▶ **DESCRIPTION OF THE TASK**
The answer must be every line below that contains the string "axum".

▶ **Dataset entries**
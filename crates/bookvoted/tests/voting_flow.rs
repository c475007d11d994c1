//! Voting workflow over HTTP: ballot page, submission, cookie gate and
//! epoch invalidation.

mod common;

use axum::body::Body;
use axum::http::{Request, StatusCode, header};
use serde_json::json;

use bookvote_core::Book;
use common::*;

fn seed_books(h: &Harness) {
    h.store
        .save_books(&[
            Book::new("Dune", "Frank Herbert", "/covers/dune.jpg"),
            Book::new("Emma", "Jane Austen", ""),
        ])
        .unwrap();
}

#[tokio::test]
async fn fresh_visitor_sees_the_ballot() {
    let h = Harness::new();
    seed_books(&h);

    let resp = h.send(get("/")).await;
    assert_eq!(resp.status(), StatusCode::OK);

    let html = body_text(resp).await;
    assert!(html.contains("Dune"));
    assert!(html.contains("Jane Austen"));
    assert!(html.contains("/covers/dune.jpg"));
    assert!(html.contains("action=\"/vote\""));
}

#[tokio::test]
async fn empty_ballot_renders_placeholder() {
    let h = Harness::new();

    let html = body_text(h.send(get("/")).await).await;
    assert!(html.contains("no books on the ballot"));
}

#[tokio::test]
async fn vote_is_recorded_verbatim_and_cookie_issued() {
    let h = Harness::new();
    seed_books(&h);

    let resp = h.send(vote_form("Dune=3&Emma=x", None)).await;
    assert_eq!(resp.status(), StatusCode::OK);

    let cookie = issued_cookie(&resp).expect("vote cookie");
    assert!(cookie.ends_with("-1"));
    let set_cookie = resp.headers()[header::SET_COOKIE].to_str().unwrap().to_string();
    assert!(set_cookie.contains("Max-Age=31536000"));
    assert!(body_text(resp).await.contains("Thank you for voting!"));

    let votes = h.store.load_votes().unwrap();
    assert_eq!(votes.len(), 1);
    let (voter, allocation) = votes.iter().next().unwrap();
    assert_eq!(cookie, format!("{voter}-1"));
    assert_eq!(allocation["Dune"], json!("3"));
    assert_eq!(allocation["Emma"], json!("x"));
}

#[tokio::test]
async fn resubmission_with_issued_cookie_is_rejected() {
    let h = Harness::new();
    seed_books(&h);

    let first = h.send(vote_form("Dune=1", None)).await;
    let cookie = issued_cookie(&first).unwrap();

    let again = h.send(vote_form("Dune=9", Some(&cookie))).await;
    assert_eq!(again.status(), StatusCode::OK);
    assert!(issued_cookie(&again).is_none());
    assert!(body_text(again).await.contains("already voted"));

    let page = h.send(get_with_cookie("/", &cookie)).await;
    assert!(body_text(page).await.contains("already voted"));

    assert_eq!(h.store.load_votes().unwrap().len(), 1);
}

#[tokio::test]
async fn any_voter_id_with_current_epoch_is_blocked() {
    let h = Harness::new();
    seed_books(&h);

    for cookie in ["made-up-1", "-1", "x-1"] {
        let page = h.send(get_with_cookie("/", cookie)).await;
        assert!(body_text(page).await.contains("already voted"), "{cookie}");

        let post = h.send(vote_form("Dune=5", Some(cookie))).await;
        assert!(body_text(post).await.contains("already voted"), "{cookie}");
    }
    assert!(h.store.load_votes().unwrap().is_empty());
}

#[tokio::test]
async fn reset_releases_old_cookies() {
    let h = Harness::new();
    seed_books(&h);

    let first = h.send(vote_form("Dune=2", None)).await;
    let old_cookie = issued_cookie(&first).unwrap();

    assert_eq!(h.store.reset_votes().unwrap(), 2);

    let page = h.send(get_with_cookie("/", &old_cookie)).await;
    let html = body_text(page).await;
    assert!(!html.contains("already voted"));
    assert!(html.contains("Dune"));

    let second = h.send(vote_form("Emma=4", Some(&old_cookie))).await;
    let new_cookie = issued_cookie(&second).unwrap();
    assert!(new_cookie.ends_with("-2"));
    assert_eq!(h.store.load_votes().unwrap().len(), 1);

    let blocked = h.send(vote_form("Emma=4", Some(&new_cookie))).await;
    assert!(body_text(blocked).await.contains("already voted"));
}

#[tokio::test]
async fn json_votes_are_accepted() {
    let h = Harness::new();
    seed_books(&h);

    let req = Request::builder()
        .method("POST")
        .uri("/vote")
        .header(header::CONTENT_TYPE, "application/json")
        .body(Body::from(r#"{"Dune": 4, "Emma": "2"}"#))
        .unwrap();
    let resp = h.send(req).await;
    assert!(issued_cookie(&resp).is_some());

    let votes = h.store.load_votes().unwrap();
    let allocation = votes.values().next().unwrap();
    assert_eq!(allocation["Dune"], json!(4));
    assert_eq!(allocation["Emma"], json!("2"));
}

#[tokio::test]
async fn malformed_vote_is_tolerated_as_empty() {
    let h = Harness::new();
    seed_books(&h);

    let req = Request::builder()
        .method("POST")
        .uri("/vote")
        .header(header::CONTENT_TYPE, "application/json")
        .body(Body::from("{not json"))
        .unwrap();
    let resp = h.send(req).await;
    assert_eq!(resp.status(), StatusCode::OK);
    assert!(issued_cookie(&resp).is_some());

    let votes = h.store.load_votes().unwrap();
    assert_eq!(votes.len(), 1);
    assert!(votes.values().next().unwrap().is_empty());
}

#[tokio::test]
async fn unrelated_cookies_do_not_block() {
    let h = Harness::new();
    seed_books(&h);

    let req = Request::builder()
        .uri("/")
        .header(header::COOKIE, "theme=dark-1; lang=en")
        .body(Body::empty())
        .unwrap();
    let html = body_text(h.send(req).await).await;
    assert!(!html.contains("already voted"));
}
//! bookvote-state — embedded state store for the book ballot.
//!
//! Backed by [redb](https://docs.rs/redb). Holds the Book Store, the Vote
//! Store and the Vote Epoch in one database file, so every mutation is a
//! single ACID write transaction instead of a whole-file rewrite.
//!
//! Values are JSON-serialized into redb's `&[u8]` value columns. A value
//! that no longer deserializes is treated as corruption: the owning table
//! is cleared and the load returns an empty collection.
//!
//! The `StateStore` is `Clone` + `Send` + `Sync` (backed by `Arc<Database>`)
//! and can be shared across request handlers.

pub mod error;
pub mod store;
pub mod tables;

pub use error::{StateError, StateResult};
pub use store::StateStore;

--

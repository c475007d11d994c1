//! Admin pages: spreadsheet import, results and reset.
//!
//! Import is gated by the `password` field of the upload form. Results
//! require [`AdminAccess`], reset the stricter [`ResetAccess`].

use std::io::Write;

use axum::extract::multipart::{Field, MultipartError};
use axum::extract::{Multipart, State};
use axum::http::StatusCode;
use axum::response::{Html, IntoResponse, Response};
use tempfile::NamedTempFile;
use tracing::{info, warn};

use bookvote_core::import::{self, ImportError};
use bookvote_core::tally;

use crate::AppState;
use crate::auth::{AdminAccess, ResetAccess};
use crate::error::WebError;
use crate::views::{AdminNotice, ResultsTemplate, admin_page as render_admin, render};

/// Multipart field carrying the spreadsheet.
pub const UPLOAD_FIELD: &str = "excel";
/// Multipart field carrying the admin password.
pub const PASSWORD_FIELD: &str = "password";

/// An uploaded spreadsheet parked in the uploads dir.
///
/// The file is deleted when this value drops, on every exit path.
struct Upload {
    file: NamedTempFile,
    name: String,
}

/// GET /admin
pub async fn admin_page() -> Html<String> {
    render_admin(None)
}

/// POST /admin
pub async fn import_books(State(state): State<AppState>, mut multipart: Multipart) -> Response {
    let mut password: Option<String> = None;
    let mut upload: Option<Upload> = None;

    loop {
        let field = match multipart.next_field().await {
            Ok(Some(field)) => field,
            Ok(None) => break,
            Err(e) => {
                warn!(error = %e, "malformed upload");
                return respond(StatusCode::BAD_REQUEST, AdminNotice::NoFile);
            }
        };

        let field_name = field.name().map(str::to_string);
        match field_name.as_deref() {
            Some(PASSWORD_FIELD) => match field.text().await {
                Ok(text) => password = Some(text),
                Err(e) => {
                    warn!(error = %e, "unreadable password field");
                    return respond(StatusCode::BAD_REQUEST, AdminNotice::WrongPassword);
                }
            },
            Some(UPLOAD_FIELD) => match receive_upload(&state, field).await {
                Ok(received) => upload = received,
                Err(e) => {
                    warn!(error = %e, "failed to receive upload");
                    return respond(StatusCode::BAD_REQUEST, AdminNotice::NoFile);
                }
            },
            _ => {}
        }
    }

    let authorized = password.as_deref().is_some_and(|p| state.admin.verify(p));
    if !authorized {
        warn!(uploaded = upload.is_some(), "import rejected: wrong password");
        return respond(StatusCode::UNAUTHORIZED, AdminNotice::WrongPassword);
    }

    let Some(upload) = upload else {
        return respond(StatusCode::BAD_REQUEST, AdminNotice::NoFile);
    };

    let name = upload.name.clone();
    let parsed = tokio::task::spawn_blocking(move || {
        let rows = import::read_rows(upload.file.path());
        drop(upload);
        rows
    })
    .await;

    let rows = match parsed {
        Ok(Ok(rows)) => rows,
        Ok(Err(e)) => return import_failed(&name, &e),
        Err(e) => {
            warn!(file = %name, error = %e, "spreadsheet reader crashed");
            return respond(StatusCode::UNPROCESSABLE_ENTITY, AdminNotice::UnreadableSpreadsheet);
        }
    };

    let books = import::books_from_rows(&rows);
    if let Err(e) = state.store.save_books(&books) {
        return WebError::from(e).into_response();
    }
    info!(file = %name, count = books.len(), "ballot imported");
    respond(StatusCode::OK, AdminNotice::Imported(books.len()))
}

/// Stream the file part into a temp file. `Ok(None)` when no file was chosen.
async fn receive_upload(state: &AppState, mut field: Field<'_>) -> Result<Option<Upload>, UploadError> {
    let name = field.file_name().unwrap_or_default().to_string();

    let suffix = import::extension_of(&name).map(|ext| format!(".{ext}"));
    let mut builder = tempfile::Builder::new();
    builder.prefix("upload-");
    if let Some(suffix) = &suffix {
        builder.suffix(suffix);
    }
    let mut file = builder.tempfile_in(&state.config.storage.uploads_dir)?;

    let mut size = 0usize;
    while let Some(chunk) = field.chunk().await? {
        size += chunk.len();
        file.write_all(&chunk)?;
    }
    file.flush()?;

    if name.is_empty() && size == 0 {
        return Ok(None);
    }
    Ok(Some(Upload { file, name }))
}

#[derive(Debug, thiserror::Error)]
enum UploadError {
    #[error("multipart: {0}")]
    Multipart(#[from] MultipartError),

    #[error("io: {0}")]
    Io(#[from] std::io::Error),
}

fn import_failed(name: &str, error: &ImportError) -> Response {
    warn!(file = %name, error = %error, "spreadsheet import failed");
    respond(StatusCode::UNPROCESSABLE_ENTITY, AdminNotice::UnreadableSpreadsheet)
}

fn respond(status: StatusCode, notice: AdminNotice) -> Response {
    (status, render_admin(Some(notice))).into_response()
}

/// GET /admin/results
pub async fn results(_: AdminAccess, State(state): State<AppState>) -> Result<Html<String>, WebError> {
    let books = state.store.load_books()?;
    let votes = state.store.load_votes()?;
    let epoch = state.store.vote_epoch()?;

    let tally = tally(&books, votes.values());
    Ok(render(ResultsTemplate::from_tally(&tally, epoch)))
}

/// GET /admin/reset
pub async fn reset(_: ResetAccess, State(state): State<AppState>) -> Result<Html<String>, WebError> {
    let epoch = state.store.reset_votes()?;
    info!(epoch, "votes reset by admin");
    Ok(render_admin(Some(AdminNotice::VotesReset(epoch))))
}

▶ **YOUR RESPONSE**
use axum::body::Body;
use axum::http::{Request, StatusCode, header};
use axum::extract::multipart::{Field, MultipartError};
use axum::extract::{Multipart, State};
use axum::http::StatusCode;
use axum::response::{Html, IntoResponse, Response};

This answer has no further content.